The accused persons have also established various shell companies wherein illegal money is injected as equity against issuance of shares and these shell companies then declared heavy salaries to directors and various expenses, and declared loss even before commencement of operations.
The Directorate further stated that in tax year 2015, the accused company was fraudulently acquired by another private limited company by funds acquired from NBP on the basis of defective land records.
Furthermore, it said that the accused directors were the directors of the acquiring company at the time of this fraudulent merger which violated the provisions of section 97A of the Ordinance resulting in evasion of capital gain of around Rs. 1 billion.
The accused company has also concealed heavy investments of around Rs.240 million in a private limited company and has also concealed acquisition of the said company in the name of the accused CEO.

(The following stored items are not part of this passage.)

// Core domain types shared across all Studia crates.

use chrono::{DateTime, NaiveDate, NaiveDateTime, NaiveTime, Utc};
use serde::{Deserialize, Serialize};
use uuid::Uuid;

/// A study group: a named collective with a creator, members, and a
/// pending-request queue.
#[derive(Debug, Clone, Serialize, Deserialize, PartialEq, Eq)]
pub struct Group {
    pub id: Uuid,
    pub name: String,
    pub description: String,
    #[serde(default)]
    pub subjects: Vec<String>,
    pub privacy: GroupPrivacy,
    pub creator_id: Uuid,
    /// Accepted members. The creator is implicit and never appears here.
    #[serde(default)]
    pub members: Vec<Uuid>,
    /// Users waiting for the creator to accept or decline.
    #[serde(default)]
    pub pending_requests: Vec<Uuid>,
    pub city: String,
    pub created_at: DateTime<Utc>,
    pub updated_at: DateTime<Utc>,
}

impl Group {
    /// True if `user_id` is the creator or an accepted member.
    pub fn is_participant(&self, user_id: Uuid) -> bool {
        self.creator_id == user_id || self.members.contains(&user_id)
    }
}

/// Group visibility in browse/search listings.
#[derive(Debug, Clone, Copy, Serialize, Deserialize, PartialEq, Eq)]
#[serde(rename_all = "snake_case")]
pub enum GroupPrivacy {
    Public,
    Private,
}

impl GroupPrivacy {
    pub const fn as_str(self) -> &'static str {
        match self {
            Self::Public => "public",
            Self::Private => "private",
        }
    }

    pub fn parse(value: &str) -> Option<Self> {
        match value {
            "public" => Some(Self::Public),
            "private" => Some(Self::Private),
            _ => None,
        }
    }
}

/// A scheduled study meeting occupying a time range within a group.
///
/// Times are civil local time as entered by the members: a calendar date plus
/// a wall-clock time, with no timezone recorded (see `civil`).
#[derive(Debug, Clone, Serialize, Deserialize, PartialEq, Eq)]
pub struct StudySession {
    pub id: Uuid,
    pub group_id: Uuid,
    pub name: String,
    pub start_date: NaiveDate,
    pub start_time: NaiveTime,
    pub end_date: NaiveDate,
    pub end_time: NaiveTime,
    /// Users who have accepted the session.
    #[serde(default)]
    pub accepted_by: Vec<Uuid>,
}

impl StudySession {
    pub fn starts_at(&self) -> NaiveDateTime {
        self.start_date.and_time(self.start_time)
    }

    pub fn ends_at(&self) -> NaiveDateTime {
        self.end_date.and_time(self.end_time)
    }
}

/// A chat message in a group's durable log.
///
/// The payload discriminates text from file messages; a file message still
/// renders as text (see [`ChatMessage::display_text`]).
#[derive(Debug, Clone, Serialize, Deserialize, PartialEq, Eq)]
pub struct ChatMessage {
    pub id: Uuid,
    pub group_id: Uuid,
    pub sender_id: Uuid,
    pub sent_at: DateTime<Utc>,
    #[serde(flatten)]
    pub payload: MessagePayload,
}

impl ChatMessage {
    pub fn display_text(&self) -> String {
        match &self.payload {
            MessagePayload::Text { body } => body.clone(),
            MessagePayload::File { name, .. } => format!("File: {name}"),
        }
    }
}

/// Message content: plain text, or a reference to an uploaded file.
#[derive(Debug, Clone, Serialize, Deserialize, PartialEq, Eq)]
#[serde(tag = "kind", rename_all = "snake_case")]
pub enum MessagePayload {
    Text { body: String },
    File { url: String, name: String },
}

/// A shared to-do item on a group's task board.
#[derive(Debug, Clone, Serialize, Deserialize, PartialEq, Eq)]
pub struct Task {
    pub id: Uuid,
    pub group_id: Uuid,
    pub creator_id: Uuid,
    pub assigned_to: Option<Uuid>,
    pub title: String,
    pub description: Option<String>,
    pub status: TaskStatus,
    pub deadline: Option<DateTime<Utc>>,
    pub created_at: DateTime<Utc>,
}

#[derive(Debug, Clone, Copy, Serialize, Deserialize, PartialEq, Eq)]
#[serde(rename_all = "snake_case")]
pub enum TaskStatus {
    Pending,
    Taken,
    Completed,
}

impl TaskStatus {
    pub const fn as_str(self) -> &'static str {
        match self {
            Self::Pending => "pending",
            Self::Taken => "taken",
            Self::Completed => "completed",
        }
    }

    pub fn parse(value: &str) -> Option<Self> {
        match value {
            "pending" => Some(Self::Pending),
            "taken" => Some(Self::Taken),
            "completed" => Some(Self::Completed),
            _ => None,
        }
    }
}

/// A quiz authored inside a group, with per-user results.
#[derive(Debug, Clone, Serialize, Deserialize, PartialEq)]
pub struct Quiz {
    pub id: Uuid,
    pub group_id: Uuid,
    pub creator_id: Uuid,
    pub title: String,
    #[serde(default)]
    pub questions: Vec<QuizQuestion>,
    #[serde(default)]
    pub results: Vec<QuizResult>,
    pub created_at: DateTime<Utc>,
}

#[derive(Debug, Clone, Serialize, Deserialize, PartialEq, Eq)]
pub struct QuizQuestion {
    pub id: Uuid,
    pub text: String,
    pub options: Vec<QuizOption>,
}

#[derive(Debug, Clone, Serialize, Deserialize, PartialEq, Eq)]
pub struct QuizOption {
    pub text: String,
    #[serde(default)]
    pub is_correct: bool,
}

#[derive(Debug, Clone, Serialize, Deserialize, PartialEq)]
pub struct QuizResult {
    pub user_id: Uuid,
    pub score: f64,
    pub submitted_at: DateTime<Utc>,
}

/// A key/value row from the static subject and city reference tables.
#[derive(Debug, Clone, Serialize, Deserialize, PartialEq, Eq)]
pub struct LookupEntry {
    pub key: String,
    pub value: String,
}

Moreover, the personal bank accounts of the accused CEO and other directors have indicated huge cash transactions in their personal bank accounts from undisclosed sources, and hefty credits from another listed company which are prima facie from the proceeds of smuggled LPG being sold in the market.
It said that the Investigation had further led to detection of concealment of sales preliminary in two years amounting to Rs.726 million and Rs.828 million and added that the company had unexplained and out of books movement of funds of Rs.389 million and Rs.396 million in the tax year 2018 and 2019 respectively from its bank accounts to an individual prima facie for purchase of smuggled LPG.
The wealth statements of the accused directors, CFO and CEO revealed that they had amassed wealth of billions of rupees in just few years especially after acquisition of majority shares of the accused company.
Consequently, the Directorate has filed complaint no.945/2020 under section 3, 4, 8, 9, 20 and 21 of the Anti-Money Laundering Act 2010, which was admitted in Customs & Taxation court
Furthermore, the court has provisionally allowed attachment of nine bank accounts of the accused company which appear to be involved in money laundering for a period of 90 days from the date of order and issued non-bailable arrest warrants of the accused CEO, CFO and other two directors of the accused company. The Directorate further said that the role of external auditor and the banks involved in the case was also under investigation.